NEW YORK--()--U.S. credit card ABS chargeoffs once again crossed the 10% threshold while delinquencies improved for the eighth straight month, according to the latest Credit Card Index results from Fitch Ratings. Contrary to the prior month, the outcome was broadly driven with all major card issuers reporting higher chargeoffs.
'With defaults still elevated and unemployment hovering near 10%, consumer credit quality measures will remain stressed,' said Managing Director Michael Dean. 'Absent any meaningful improvement to the employment situation, chargeoffs will remain high.'
Senior credit card ABS ratings are expected to remain stable given available credit enhancement, loss coverage multiples, and structural protections afforded investors. The outlook for subordinate tranches remains moderately more negative.
Following a 16-month low last month, Fitch's Prime Credit Card Chargeoff Index surpassed the 10% mark for the August collection period. The increase was more than half a percentage point to 10.37%, a 58 basis point (bp) increase from the previous month. The larger trusts that make up the majority of the index, including Bank of America, Chase, Capital One, Citibank and Discover, all reported higher default rates for the month.
Conversely, late stage delinquencies are still trending and may soon reach a two-year low. For the eighth straight month, Fitch's 60+ day delinquency index decreased, this time by another 49 bps (to 3.27% in August). Early stage delinquencies registered a bigger decline, with 30+ day delinquencies improving by another 66 bps to 4.34%. This month, every credit card issuer that makes up Fitch's prime index reported lower delinquency rates.
Monthly excess spread narrowed in August as it declined 51 bps to 9.48%, a result of increased chargeoffs during the same period. However, the three-month average excess spread further improved another 28 bps during the month to 9.55%. 'With another record high this month, excess spread has nearly doubled and is 92% higher than the same period last year.' said Director Herman Poon. 'Roughly 4.18% of the overall three-month excess percentage can be attributed to discounting by the major issuers.'
Monthly payment rate (MPR) performance continues to be stable, with another marginal increase of nine bps in August and approaching close to the 20% mark. This level, last exhibited in 2007, represented a 9% increase compared to the same period last year. A healthier consumer confidence in the U.S. remains the driver to a faster payment rate.

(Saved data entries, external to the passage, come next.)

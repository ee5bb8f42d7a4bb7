//! Fan-out of events to the players seated in a room.
//!
//! Delivery is best-effort: an outbox whose writer has gone away is
//! skipped without error, and the disconnect path cleans up the seat. A
//! dead recipient never fails the transition that produced the event.

use rookery_protocol::Event;
use rookery_transport::ConnectionId;

use crate::{Room, Rules};

/// Who should receive an event.
#[derive(Debug, Clone, Copy, PartialEq, Eq)]
pub enum Recipient {
    /// One seated connection.
    One(ConnectionId),
    /// Everyone seated except this connection.
    RoomExcept(ConnectionId),
    /// Everyone seated.
    Room,
}

impl<R: Rules> Room<R> {
    /// Sends `event` to one seated connection.
    pub fn to_one(&self, conn: &ConnectionId, event: Event) {
        if let Some(seat) = self.seats.get(conn) {
            let _ = seat.outbox.send(event);
        }
    }

    /// Sends `event` to every seat but `except`.
    pub fn to_room_except(&self, except: &ConnectionId, event: &Event) {
        for (id, seat) in &self.seats {
            if id != except {
                let _ = seat.outbox.send(event.clone());
            }
        }
    }

    /// Sends `event` to every seat.
    ///
    /// Each player gets an identical copy.
    pub fn to_room(&self, event: &Event) {
        for seat in self.seats.values() {
            let _ = seat.outbox.send(event.clone());
        }
    }

    /// Delivers a transition's events in order.
    pub fn dispatch(&self, events: Vec<(Recipient, Event)>) {
        for (recipient, event) in events {
            match recipient {
                Recipient::One(conn) => self.to_one(&conn, event),
                Recipient::RoomExcept(conn) => self.to_room_except(&conn, &event),
                Recipient::Room => self.to_room(&event),
            }
        }
    }
}
use std::io::Write;

use tokio::net::TcpStream;
use tokio::runtime::Handle;

use cipherchat::config::ClientConfig;
use cipherchat::ui::{detect_input, style_line, UserInput};
use cipherchat::ChatClient;

type BoxError = Box<dyn std::error::Error + Send + Sync>;

const HELP: &str = "commands:\n\
\t@<username> <message> - send <message> to <username> only\n\
\t:clients - list connected clients\n\
\t:changepassword - prompts for a new password and changes it\n\
\t:help - list all commands\n\
\t:quit - disconnect from the server";

#[tokio::main]
async fn main() -> Result<(), BoxError> {
    let args: Vec<String> = std::env::args().collect();

    if args.len() > 1 && (args[1] == "--help" || args[1] == "-h") {
        println!("cipherchat client");
        println!("Usage: {} [HOST] [PORT]", args[0]);
        return Ok(());
    }

    dotenv::dotenv().ok();
    tracing_subscriber::fmt()
        .with_env_filter(
            tracing_subscriber::EnvFilter::try_from_default_env()
                .unwrap_or_else(|_| tracing_subscriber::EnvFilter::new("warn")),
        )
        .init();

    let config = ClientConfig::from_sources(|key| std::env::var(key).ok(), &args[1..])?;
    let stream = TcpStream::connect(config.address()).await?;
    stream.set_nodelay(true)?;
    let client = ChatClient::connect(stream, config.key_bits).await?;

    // Prompts block on stdin, so they run off the async workers
    let runtime = Handle::current();
    let input = detect_input();
    tokio::task::spawn_blocking(move || run_prompt(&runtime, client, input)).await?
}

fn run_prompt(
    runtime: &Handle,
    mut client: ChatClient<TcpStream>,
    mut input: Box<dyn UserInput>,
) -> Result<(), BoxError> {
    loop {
        print!("Nickname: ");
        std::io::stdout().flush()?;
        let Some(name) = input.read_line()? else { return Ok(()) };
        print!("Password: ");
        std::io::stdout().flush()?;
        let Some(password) = input.read_password()? else { return Ok(()) };

        let response = runtime.block_on(client.login(&name, &password))?;
        println!("{}", response);
        if response.is_accepted() {
            break;
        }
    }

    let (mut receiver, mut sender) = client.into_split();
    runtime.spawn(async move {
        loop {
            match receiver.recv().await {
                Ok(Some(line)) => println!("{}", style_line(&line)),
                Ok(None) => {
                    eprintln!("SERVER DISCONNECTED");
                    std::process::exit(0);
                }
                Err(e) => {
                    eprintln!("Connection error: {}", e);
                    std::process::exit(1);
                }
            }
        }
    });

    println!("type :help for a list of all commands, or just type a message");
    while let Some(line) = input.read_line()? {
        if line.is_empty() {
            continue;
        }
        let lowered = line.to_lowercase();
        if lowered.starts_with(":quit") {
            break;
        } else if lowered.starts_with(":help") {
            println!("{}", HELP);
        } else if lowered.starts_with(":changepassword") {
            print!("New password: ");
            std::io::stdout().flush()?;
            if let Some(password) = input.read_password()? {
                runtime.block_on(sender.change_password(&password))?;
            }
        } else {
            runtime.block_on(sender.send(&line))?;
        }
    }

    Ok(())
}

Gross yield rebounded and improved for the month of August, maintaining the third highest level historically. Gross yield increased to 22.65%, a 17-bp gain and remained 15% higher year over year. The results of discount option and repricing initiatives from different issuers continue to inflate yield performance.
Fitch's Prime Credit Card index was established in 1991 and tracks more than $208 billion of prime credit card ABS backed by approximately $292 billion of principal receivables. The index is primarily comprised of general purpose portfolios originated by institutions such as Bank of America, Citibank, Chase, Capital One, Discover, HSBC, etc.
Performance in retail credit card ABS painted a similar picture to the prime index for the August collection period, with stable delinquencies but increased chargeoffs compared to the prior month. Late payments remained the same for the month while defaults jumped three consecutive monthly improvements. Late stage delinquencies for August stayed at 4.65%, maintaining record lows, while early stage delinquencies declining 10 bps to 6.61%. Chargeoffs worsened with a 17 bps increase to 11.91%.
Gross yield surged ahead after two months of decline and registered a 96-bp jump to 26.22%. MPR performance slipped again, declining 36 bps to 13.81%.
Monthly excess spread continues to improve for the second straight month with a significant increase of 118 bps to 9.48%. Similarly, the three-month average excess spread improved 46 bps to 8.40%. This level is approximately 6.5% higher compared to the same period last year.
Fitch's Retail Credit Card index tracks more than $41 billion of retail or private label credit card ABS backed by approximately $53 billion of principal receivables. The index is primarily comprised of private label portfolios originated and serviced by Citibank (South Dakota) N.A., GE Money Bank, HSBC Bank Nevada, N.A. and World Financial Network National Bank. More than 165 retailers are incorporated including Wal-Mart, Sears, Home Depot, Federated, Loews, J.C. Penney, Limited Brands, Best Buy, Lane Bryant and Dillard's, among others.